**Data to process:**

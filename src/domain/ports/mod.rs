use crate::domain::models::{
    auth::RefreshTokenRecord,
    booking::{Booking, BookingStatus},
    cancellation::{CancellationRequest, RefundStatus, RequestStatus},
    payment::{PaymentOutcome, PaymentSession, RefundOutcome},
    room::Room,
    user::User,
};
use crate::error::AppError;
use async_trait::async_trait;
use chrono::NaiveDate;
use uuid::Uuid;

#[async_trait]
pub trait RoomRepository: Send + Sync {
    async fn create(&self, room: &Room) -> Result<Room, AppError>;
    async fn find_by_id(&self, id: &str) -> Result<Option<Room>, AppError>;
    async fn list(&self) -> Result<Vec<Room>, AppError>;
    async fn update(&self, room: &Room) -> Result<Room, AppError>;
    async fn delete(&self, id: &str) -> Result<(), AppError>;
}

#[async_trait]
pub trait BookingRepository: Send + Sync {
    async fn create(&self, booking: &Booking) -> Result<Booking, AppError>;
    async fn find_by_id(&self, id: &str) -> Result<Option<Booking>, AppError>;
    async fn list_by_user(&self, user_id: &str) -> Result<Vec<Booking>, AppError>;
    async fn list_all(&self) -> Result<Vec<Booking>, AppError>;
    /// Non-cancelled bookings for the room whose stay intersects [check_in, check_out).
    async fn count_overlap(&self, room_id: &str, check_in: NaiveDate, check_out: NaiveDate) -> Result<i64, AppError>;
    /// All bookings ever made for the room, any status. Bookings are never
    /// deleted, so a non-zero count pins the room row.
    async fn count_for_room(&self, room_id: &str) -> Result<i64, AppError>;
    async fn update_status(&self, id: &str, status: BookingStatus) -> Result<Booking, AppError>;
    async fn cancel(&self, id: &str) -> Result<Booking, AppError>;
    /// Conditional write: flips a booking to paid/confirmed only while its
    /// payment is still pending or failed and the booking itself is not
    /// terminal. Returns None when the condition did not hold.
    async fn mark_paid(&self, id: &str, trans_id: Option<&str>) -> Result<Option<Booking>, AppError>;
    /// Conditional write: records a failed attempt only while the payment is
    /// still pending. The booking stays `pending` so the user can retry.
    async fn mark_payment_failed(&self, id: &str) -> Result<Option<Booking>, AppError>;
}

#[async_trait]
pub trait CancellationRequestRepository: Send + Sync {
    async fn create(&self, request: &CancellationRequest) -> Result<CancellationRequest, AppError>;
    async fn find_by_id(&self, id: &str) -> Result<Option<CancellationRequest>, AppError>;
    async fn find_pending_for_booking(&self, booking_id: &str) -> Result<Option<CancellationRequest>, AppError>;
    async fn list_all(&self) -> Result<Vec<CancellationRequest>, AppError>;
    async fn list_by_user(&self, user_id: &str) -> Result<Vec<CancellationRequest>, AppError>;
    async fn resolve(&self, id: &str, status: RequestStatus, refund_status: RefundStatus, admin_notes: Option<String>) -> Result<CancellationRequest, AppError>;
    /// One transaction: request refund_status -> completed, booking ->
    /// cancelled + refunded.
    async fn complete_refund(&self, request_id: &str, booking_id: &str) -> Result<(), AppError>;
    async fn mark_refund_failed(&self, id: &str) -> Result<(), AppError>;
}

#[async_trait]
pub trait UserRepository: Send + Sync {
    async fn create(&self, user: &User) -> Result<User, AppError>;
    async fn find_by_username(&self, username: &str) -> Result<Option<User>, AppError>;
    async fn find_by_email(&self, email: &str) -> Result<Option<User>, AppError>;
    async fn find_by_id(&self, id: &str) -> Result<Option<User>, AppError>;
    async fn list(&self) -> Result<Vec<User>, AppError>;
    async fn delete(&self, id: &str) -> Result<(), AppError>;
}

#[async_trait]
pub trait AuthRepository: Send + Sync {
    async fn create_refresh_token(&self, record: &RefreshTokenRecord) -> Result<(), AppError>;
    async fn find_refresh_token(&self, token_hash: &str) -> Result<Option<RefreshTokenRecord>, AppError>;
    async fn latest_generation(&self, family_id: Uuid) -> Result<Option<i32>, AppError>;
    async fn delete_refresh_token(&self, token_hash: &str) -> Result<(), AppError>;
    async fn delete_refresh_family(&self, family_id: Uuid) -> Result<(), AppError>;
}

#[async_trait]
pub trait PaymentGateway: Send + Sync {
    async fn create_session(&self, booking: &Booking, return_url: &str) -> Result<PaymentSession, AppError>;
    async fn query_payment(&self, booking_id: &str) -> Result<PaymentOutcome, AppError>;
    async fn refund(&self, booking: &Booking, amount: i64) -> Result<RefundOutcome, AppError>;
}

**What to work on:** Copy out the entire listing exactly.

**Exercise response:**
filename src/domain/ports/mod.rs
use crate::domain::models::{
    auth::RefreshTokenRecord,
    booking::{Booking, BookingStatus},
    cancellation::{CancellationRequest, RefundStatus, RequestStatus},
    payment::{PaymentOutcome, PaymentSession, RefundOutcome},
    room::Room,
    user::User,
};
use crate::error::AppError;
use async_trait::async_trait;
use chrono::NaiveDate;
use uuid::Uuid;

#[async_trait]
pub trait RoomRepository: Send + Sync {
    async fn create(&self, room: &Room) -> Result<Room, AppError>;
    async fn find_by_id(&self, id: &str) -> Result<Option<Room>, AppError>;
    async fn list(&self) -> Result<Vec<Room>, AppError>;
    async fn update(&self, room: &Room) -> Result<Room, AppError>;
    async fn delete(&self, id: &str) -> Result<(), AppError>;
}

#[async_trait]
pub trait BookingRepository: Send + Sync {
    async fn create(&self, booking: &Booking) -> Result<Booking, AppError>;
    async fn find_by_id(&self, id: &str) -> Result<Option<Booking>, AppError>;
    async fn list_by_user(&self, user_id: &str) -> Result<Vec<Booking>, AppError>;
    async fn list_all(&self) -> Result<Vec<Booking>, AppError>;
    /// Non-cancelled bookings for the room whose stay intersects [check_in, check_out).
    async fn count_overlap(&self, room_id: &str, check_in: NaiveDate, check_out: NaiveDate) -> Result<i64, AppError>;
    /// All bookings ever made for the room, any status. Bookings are never
    /// deleted, so a non-zero count pins the room row.
    async fn count_for_room(&self, room_id: &str) -> Result<i64, AppError>;
    async fn update_status(&self, id: &str, status: BookingStatus) -> Result<Booking, AppError>;
    async fn cancel(&self, id: &str) -> Result<Booking, AppError>;
    /// Conditional write: flips a booking to paid/confirmed only while its
    /// payment is still pending or failed and the booking itself is not
    /// terminal. Returns None when the condition did not hold.
    async fn mark_paid(&self, id: &str, trans_id: Option<&str>) -> Result<Option<Booking>, AppError>;
    /// Conditional write: records a failed attempt only while the payment is
    /// still pending. The booking stays `pending` so the user can retry.
    async fn mark_payment_failed(&self, id: &str) -> Result<Option<Booking>, AppError>;
}

#[async_trait]
pub trait CancellationRequestRepository: Send + Sync {
    async fn create(&self, request: &CancellationRequest) -> Result<CancellationRequest, AppError>;
    async fn find_by_id(&self, id: &str) -> Result<Option<CancellationRequest>, AppError>;
    async fn find_pending_for_booking(&self, booking_id: &str) -> Result<Option<CancellationRequest>, AppError>;
    async fn list_all(&self) -> Result<Vec<CancellationRequest>, AppError>;
    async fn list_by_user(&self, user_id: &str) -> Result<Vec<CancellationRequest>, AppError>;
    async fn resolve(&self, id: &str, status: RequestStatus, refund_status: RefundStatus, admin_notes: Option<String>) -> Result<CancellationRequest, AppError>;
    /// One transaction: request refund_status -> completed, booking ->
    /// cancelled + refunded.
    async fn complete_refund(&self, request_id: &str, booking_id: &str) -> Result<(), AppError>;
    async fn mark_refund_failed(&self, id: &str) -> Result<(), AppError>;
}

#[async_trait]
pub trait UserRepository: Send + Sync {
    async fn create(&self, user: &User) -> Result<User, AppError>;
    async fn find_by_username(&self, username: &str) -> Result<Option<User>, AppError>;
    async fn find_by_email(&self, email: &str) -> Result<Option<User>, AppError>;
    async fn find_by_id(&self, id: &str) -> Result<Option<User>, AppError>;
    async fn list(&self) -> Result<Vec<User>, AppError>;
    async fn delete(&self, id: &str) -> Result<(), AppError>;
}

#[async_trait]
pub trait AuthRepository: Send + Sync {
    async fn create_refresh_token(&self, record: &RefreshTokenRecord) -> Result<(), AppError>;
    async fn find_refresh_token(&self, token_hash: &str) -> Result<Option<RefreshTokenRecord>, AppError>;
    async fn latest_generation(&self, family_id: Uuid) -> Result<Option<i32>, AppError>;
    async fn delete_refresh_token(&self, token_hash: &str) -> Result<(), AppError>;
    async fn delete_refresh_family(&self, family_id: Uuid) -> Result<(), AppError>;
}

#[async_trait]
pub trait PaymentGateway: Send + Sync {
    async fn create_session(&self, booking: &Booking, return_url: &str) -> Result<PaymentSession, AppError>;
    async fn query_payment(&self, booking_id: &str) -> Result<PaymentOutcome, AppError>;
    async fn refund(&self, booking: &Booking, amount: i64) -> Result<RefundOutcome, AppError>;
}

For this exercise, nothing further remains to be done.